À la suite, l’acteur ne fera que conforter avec acharnement sa présence virile, réitérant dans « Adieu l’ami » (confrontation avec un autre mâle dominateur, Charles Bronson), « Jeff », « La Piscine » et, bien sûr, « Borsalino », l’ami Belmondo constituant un nouvel alter ego.   

Derrière le tâcheron Michael Gordon à la réalisation, les techniciens qui président aux destinés de « Texas, nous voilà », témoignent d’un métier sûr : la photo est signée Russell Metty (au générique de films d’Orson Welles, Douglas Sirk et Stanley Kubrick[1]) et le score est réalisé par Frank De Vol, musicien attitré de Robert Aldrich. Cela ne suffit malheureusement pas à faire un bon film, principalement en raison d’un scénario insipide et d’un parti-pris décalé, ce western étant surtout passablement mâtiné de comédie.

On peut supposer que la MGM a voulu dupliquer une formule qui avait fonctionné pour un autre western de la même veine, couronné aux Oscars : « Cat Ballou », avec Lee Marvin et Jane Fonda. Sorti le même mois sur les écrans américains (en juin 1965) et tout aussi humoristique, « Sur la piste de la grande caravane », réalisé par le vétéran John Sturges, n’aura pas le même retentissement…           

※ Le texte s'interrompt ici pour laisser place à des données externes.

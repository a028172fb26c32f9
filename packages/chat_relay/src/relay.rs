//! Broadcast relay: the single task that orders joins and messages.
//!
//! Every mutation of the history log and every broadcast goes through one
//! actor, so a joining peer's replay can never race a live message: it either
//! sees a message in its replay or receives it live, never both, never neither.
//!
//! The actor never touches a socket. It only enqueues onto each connection's
//! outbound queue, so a peer that stops reading cannot hold up anyone else.

use std::sync::Arc;
use tokio::io::{AsyncRead, AsyncWrite};
use tokio::sync::{mpsc, oneshot};
use tracing::{debug, info, warn};
use ws_wire::WsError;

use crate::error::ChatError;
use crate::history::HistoryLog;
use crate::metrics::RelayMetrics;
use crate::registry::{Connection, ConnectionId, ConnectionRegistry, ConnectionState};

/// Messages that can be sent to the relay actor
enum RelayCommand {
    Join {
        connection: Arc<Connection>,
        respond_to: oneshot::Sender<Result<(), WsError>>,
    },
    Publish {
        from: ConnectionId,
        text: String,
    },
}

/// Cloneable front for the relay actor
#[derive(Clone)]
pub struct RelayHandle {
    sender: mpsc::Sender<RelayCommand>,
    registry: Arc<ConnectionRegistry>,
    history: Arc<HistoryLog>,
    metrics: Arc<RelayMetrics>,
    outbound_capacity: usize,
}

impl RelayHandle {
    /// Start the relay actor on the current runtime.
    ///
    /// `capacity` bounds queued join/publish commands; `outbound_capacity`
    /// bounds each connection's queue of undelivered frames.
    pub fn spawn(
        registry: Arc<ConnectionRegistry>,
        history: Arc<HistoryLog>,
        metrics: Arc<RelayMetrics>,
        capacity: usize,
        outbound_capacity: usize,
    ) -> Self {
        let (sender, receiver) = mpsc::channel(capacity.max(1));
        let actor = RelayActor {
            registry: registry.clone(),
            history: history.clone(),
            metrics: metrics.clone(),
            receiver,
        };
        tokio::spawn(actor.run());

        Self {
            sender,
            registry,
            history,
            metrics,
            outbound_capacity,
        }
    }

    /// Allocate an id and wrap the write half of a freshly upgraded stream.
    pub fn open_connection<W>(&self, writer: W) -> Arc<Connection>
    where
        W: AsyncWrite + Send + Unpin + 'static,
    {
        let id = self.registry.allocate_id();
        Arc::new(Connection::with_capacity(
            id,
            writer,
            self.outbound_capacity,
        ))
    }

    /// Replay history to `connection`, then register it as open.
    pub async fn join(&self, connection: Arc<Connection>) -> Result<(), ChatError> {
        let (respond_to, response) = oneshot::channel();
        self.sender
            .send(RelayCommand::Join {
                connection,
                respond_to,
            })
            .await
            .map_err(|_| ChatError::RelayClosed)?;
        response.await.map_err(|_| ChatError::RelayClosed)??;
        Ok(())
    }

    /// Queue a message for logging and broadcast.
    pub async fn publish(&self, from: ConnectionId, text: String) -> Result<(), ChatError> {
        self.sender
            .send(RelayCommand::Publish { from, text })
            .await
            .map_err(|_| ChatError::RelayClosed)
    }

    /// Unregister and close a connection after a terminal error.
    pub async fn leave(&self, id: ConnectionId) {
        retire(&self.registry, &self.metrics, id).await;
    }

    pub fn registry(&self) -> &Arc<ConnectionRegistry> {
        &self.registry
    }

    pub fn history(&self) -> &Arc<HistoryLog> {
        &self.history
    }

    pub fn metrics(&self) -> &Arc<RelayMetrics> {
        &self.metrics
    }
}

async fn retire(registry: &ConnectionRegistry, metrics: &RelayMetrics, id: ConnectionId) {
    if registry.unregister(id).await {
        metrics.connection_closed();
        info!(conn = %id, state = %ConnectionState::Closed, "connection closed");
    }
}

/// The relay actor that runs in a separate task
struct RelayActor {
    registry: Arc<ConnectionRegistry>,
    history: Arc<HistoryLog>,
    metrics: Arc<RelayMetrics>,
    receiver: mpsc::Receiver<RelayCommand>,
}

impl RelayActor {
    async fn run(mut self) {
        debug!("relay actor started");

        while let Some(command) = self.receiver.recv().await {
            match command {
                RelayCommand::Join {
                    connection,
                    respond_to,
                } => {
                    let result = self.handle_join(connection).await;
                    let _ = respond_to.send(result);
                }
                RelayCommand::Publish { from, text } => {
                    self.handle_publish(from, text).await;
                }
            }
        }

        debug!("relay actor shutting down");
    }

    async fn handle_join(&self, connection: Arc<Connection>) -> Result<(), WsError> {
        let id = connection.id();
        let backlog = self.history.snapshot().await;
        let replayed = backlog.len();
        if let Err(e) = connection.send_backlog(backlog) {
            self.metrics.write_failure();
            return Err(e);
        }
        if replayed > 0 {
            self.metrics.history_replayed(replayed);
        }

        self.registry.register(connection.clone()).await;
        connection.set_state(ConnectionState::Open);
        self.metrics.connection_opened();
        info!(conn = %id, replayed, state = %ConnectionState::Open, "connection open");
        Ok(())
    }

    async fn handle_publish(&self, from: ConnectionId, text: String) {
        let history_len = self.history.append(text.clone()).await;
        let recipients = self.registry.snapshot().await;
        debug!(
            from = %from,
            len = text.len(),
            history_len,
            recipients = recipients.len(),
            "broadcasting message"
        );

        for connection in &recipients {
            match connection.send_text(&text) {
                Ok(()) => self.metrics.frame_sent(),
                Err(e) => {
                    let id = connection.id();
                    warn!(conn = %id, error = %e, "broadcast enqueue failed, dropping connection");
                    self.metrics.write_failure();
                    retire(&self.registry, &self.metrics, id).await;
                }
            }
        }
    }
}

/// Drive one upgraded connection until it fails or is closed.
///
/// Joins the relay (history replay first), then decodes frames from `reader`
/// and publishes each message. Any decode or read error ends the connection
/// without affecting anyone else.
pub async fn serve_connection<R>(relay: RelayHandle, connection: Arc<Connection>, reader: R)
where
    R: AsyncRead + Send + Unpin,
{
    let id = connection.id();
    if let Err(e) = relay.join(connection.clone()).await {
        warn!(conn = %id, error = %e, "join failed, dropping connection");
        connection.close();
        return;
    }
    pump_messages(relay, connection, reader).await;
}

/// Read loop for a connection that has already joined.
pub async fn pump_messages<R>(relay: RelayHandle, connection: Arc<Connection>, mut reader: R)
where
    R: AsyncRead + Send + Unpin,
{
    let id = connection.id();
    loop {
        let result = tokio::select! {
            _ = connection.closed() => break,
            result = ws_wire::read_message(&mut reader) => result,
        };

        match result {
            Ok(text) => {
                relay.metrics.message_received();
                debug!(conn = %id, len = text.len(), "message received");
                if relay.publish(id, text).await.is_err() {
                    warn!(conn = %id, "relay stopped, dropping connection");
                    break;
                }
            }
            Err(e) if e.is_disconnect() => {
                debug!(conn = %id, error = %e, "peer disconnected");
                break;
            }
            Err(e @ WsError::ProtocolViolation(_)) => {
                relay.metrics.protocol_violation();
                warn!(conn = %id, error = %e, "closing connection");
                break;
            }
            Err(e) => {
                warn!(conn = %id, error = %e, code = e.error_code(), "closing connection");
                break;
            }
        }
    }

    if connection.write_failed() {
        relay.metrics.write_failure();
    }
    relay.leave(id).await;
}
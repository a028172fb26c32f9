//! Chat Relay - broadcast chat over a hand-rolled WebSocket engine
//!
//! Serves a single HTML page at `/`, upgrades `/chat` to a WebSocket, and
//! relays every text message to every open connection. Joining peers first
//! receive the full message history.

use axum::{Router, routing::get};
use std::path::PathBuf;
use std::sync::Arc;
use tower_http::trace::{MakeSpan, TraceLayer};
use uuid::Uuid;

pub mod config;
pub mod error;
pub mod handlers;
pub mod history;
pub mod metrics;
pub mod registry;
pub mod relay;

use crate::config::ServerConfig;
use crate::history::HistoryLog;
use crate::metrics::RelayMetrics;
use crate::registry::ConnectionRegistry;
use crate::relay::RelayHandle;

/// Custom span maker that adds a unique request ID to each incoming request
#[derive(Clone)]
struct RequestIdMakeSpan;

impl<B> MakeSpan<B> for RequestIdMakeSpan {
    fn make_span(&mut self, request: &axum::http::Request<B>) -> tracing::Span {
        let request_id = Uuid::new_v4().to_string();
        tracing::info_span!(
            "request",
            method = %request.method(),
            uri = %request.uri(),
            request_id = %request_id,
        )
    }
}

#[derive(Clone)]
pub struct AppState {
    pub relay: RelayHandle,
    pub page_path: Arc<PathBuf>,
}

impl AppState {
    /// Spawn a fresh relay with empty history. Must be called inside a
    /// tokio runtime.
    pub fn new(
        page_path: impl Into<PathBuf>,
        command_capacity: usize,
        outbound_capacity: usize,
    ) -> Self {
        let relay = RelayHandle::spawn(
            Arc::new(ConnectionRegistry::new()),
            Arc::new(HistoryLog::new()),
            Arc::new(RelayMetrics::new()),
            command_capacity,
            outbound_capacity,
        );
        Self {
            relay,
            page_path: Arc::new(page_path.into()),
        }
    }

    pub fn from_config(config: &ServerConfig) -> Self {
        Self::new(
            config.page_path.clone(),
            config.command_capacity,
            config.outbound_capacity,
        )
    }
}

/// All routes with request tracing applied.
pub fn router(state: AppState) -> Router {
    Router::new()
        .route("/", get(handlers::index_handler))
        .route("/chat", get(handlers::chat_handler))
        .route("/health", get(handlers::health_handler))
        .route("/metrics", get(handlers::metrics_handler))
        .layer(TraceLayer::new_for_http().make_span_with(RequestIdMakeSpan))
        .with_state(state)
}
use std::path::{Path, PathBuf};

pub const ID: &str = "org.modus.Notifications";

/// Screen edge the popup container is anchored to.
///
/// This is positioning intent only; pixel layout belongs to the renderer.
#[derive(Debug, Default, Clone, Copy, PartialEq, Eq, Hash, serde::Serialize, serde::Deserialize)]
pub enum Anchor {
    #[default]
    Top,
    Bottom,
    Right,
    Left,
    TopLeft,
    TopRight,
    BottomLeft,
    BottomRight,
}

#[derive(Debug, Clone, serde::Serialize, serde::Deserialize, PartialEq, Eq)]
pub struct NotificationsConfig {
    #[serde(default)]
    pub do_not_disturb: bool,
    #[serde(default)]
    pub anchor: Anchor,
    /// The maximum number of notifications that can be displayed at once.
    #[serde(default = "default_max_notifications")]
    pub max_notifications: u32,
    /// The maximum number of entries retained in the notification history.
    #[serde(default = "default_history_limit")]
    pub history_limit: usize,
    /// Time in milliseconds a normal notification is displayed when the
    /// sender left the timeout to the server.
    #[serde(default = "default_timeout_normal")]
    pub default_timeout_normal: u32,
    /// Time in milliseconds a low priority notification is displayed when
    /// the sender left the timeout to the server.
    #[serde(default = "default_timeout_low")]
    pub default_timeout_low: u32,
    /// Max time in milliseconds a critical notification can be displayed before being removed.
    #[serde(default)]
    pub max_timeout_urgent: Option<u32>,
    /// Max time in milliseconds a normal notification can be displayed before being removed.
    #[serde(default)]
    pub max_timeout_normal: Option<u32>,
    /// Max time in milliseconds a low priority notification can be displayed before being removed.
    #[serde(default)]
    pub max_timeout_low: Option<u32>,
    /// Apps whose notifications are dropped without being displayed or recorded.
    #[serde(default)]
    pub ignored_apps: Vec<String>,
    /// Apps that may only ever have one notification on screen; a new one
    /// replaces the previous one and clears the app's history.
    #[serde(default = "default_single_instance_apps")]
    pub single_instance_apps: Vec<String>,
    /// Directory for cached notification images. Defaults to
    /// `$XDG_CACHE_HOME/modus/notifications`.
    #[serde(default)]
    pub cache_dir: Option<PathBuf>,
    /// Path of the history snapshot file. Defaults to
    /// `notification_history.json` inside the cache directory.
    #[serde(default)]
    pub history_file: Option<PathBuf>,
}

impl Default for NotificationsConfig {
    fn default() -> Self {
        Self {
            do_not_disturb: false,
            anchor: Anchor::default(),
            max_notifications: default_max_notifications(),
            history_limit: default_history_limit(),
            default_timeout_normal: default_timeout_normal(),
            default_timeout_low: default_timeout_low(),
            max_timeout_urgent: None,
            max_timeout_normal: None,
            max_timeout_low: None,
            ignored_apps: Vec::new(),
            single_instance_apps: default_single_instance_apps(),
            cache_dir: None,
            history_file: None,
        }
    }
}

// Default value helpers for serde
const fn default_max_notifications() -> u32 {
    5
}

const fn default_history_limit() -> usize {
    100
}

const fn default_timeout_normal() -> u32 {
    5000
}

const fn default_timeout_low() -> u32 {
    3000
}

fn default_single_instance_apps() -> Vec<String> {
    vec!["Spotify".to_string()]
}

#[derive(Debug, thiserror::Error)]
pub enum ConfigError {
    #[error("failed to read config file: {0}")]
    Io(#[from] std::io::Error),
    #[error("failed to parse config file: {0}")]
    Parse(#[from] serde_json::Error),
}

impl NotificationsConfig {
    pub fn load(path: &Path) -> Result<Self, ConfigError> {
        let raw = std::fs::read_to_string(path)?;
        Ok(serde_json::from_str(&raw)?)
    }

    /// Load from `path` (or the default location), falling back to defaults
    /// when the file is missing or malformed.
    pub fn load_or_default(path: Option<&Path>) -> Self {
        let path = match path.map(PathBuf::from).or_else(Self::default_path) {
            Some(p) => p,
            None => return Self::default(),
        };
        if !path.exists() {
            return Self::default();
        }
        match Self::load(&path) {
            Ok(config) => config,
            Err(err) => {
                tracing::error!("failed to load config from {}: {err}", path.display());
                Self::default()
            }
        }
    }

    pub fn save(&self, path: &Path) -> Result<(), ConfigError> {
        if let Some(parent) = path.parent() {
            std::fs::create_dir_all(parent)?;
        }
        std::fs::write(path, serde_json::to_string_pretty(self)?)?;
        Ok(())
    }

    /// `$XDG_CONFIG_HOME/modus/notifications.json`, falling back to
    /// `~/.config/modus/notifications.json`.
    pub fn default_path() -> Option<PathBuf> {
        let base = std::env::var_os("XDG_CONFIG_HOME")
            .map(PathBuf::from)
            .or_else(|| std::env::var_os("HOME").map(|h| PathBuf::from(h).join(".config")))?;
        Some(base.join("modus").join("notifications.json"))
    }
}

C’est en aristocrate espagnol égaré en Louisiane que l’on retrouve donc l’acteur de René Clément et Luchino Visconti. Le personnage incarné par Alain Delon dans « Texas, nous voilà », aurait pu être un excellent Don Diego de la Vega.

Précieux, le cheveu ondulé, et en costume militaire d’opérette (faut-il y voir une parodie du Tancrède de Visconti ?), Don Andrea Baldasar s’apprête à convoler en justes noces dans une demeure de maître à colonnades, quand trois militaires rustauds surgissent : l’un d’eux, Yancy, prétend que la future mariée, Phoebe Ann, a accepté de s’unir à lui. Il lui avait offert une bague de fiançailles, il vient donc demander des explications.

S’ensuit un affrontement ubuesque entre Delon et les soudards, où le Français, pas encore Zorro et récemment passé par « La Tulipe noire », se défend plutôt bien à l’escrime. Problème : Baldasar pousse malencontreusement Yancy qui bascule dans le vide, par-dessus la rambarde du premier étage : la tête du bellâtre est mise à prix et celui-ci n’a plus qu’à fuir.

Le Texas le tente. Il y fait la rencontre de Sam Hollis (Dean Martin), un aventurier débonnaire qui veut livrer des armes à un groupe de colons menacés par les Comanches. Pour traverser des terres infestées d’Indiens, il est toutefois dépourvu d’escortes. La rencontre fortuite devient association.

Au gré de péripéties sans grand intérêt, où l’on aura vu successivement Delon toréer à la façon d’Horst Buchholz dans « Les Sept Mercenaires », puis gifler Dean Martin de manière répétée, se faire mordre par un serpent, sauver de la mort une jeune Indienne et s’en éprendre sur fond de musique pop yé-yé (!), avant de finir couvert de pétrole, « Texas, nous voilà » ne laisse pas un souvenir impérissable.

Face à Dean Martin, qui ne prend manifestement pas cette affaire très au sérieux (il est certainement venu cachetonner), Alain Delon se voit donc réserver un sort peu enviable : celui du faire-valoir dont le jeu exubérant ne suffit pas à faire exister son personnage.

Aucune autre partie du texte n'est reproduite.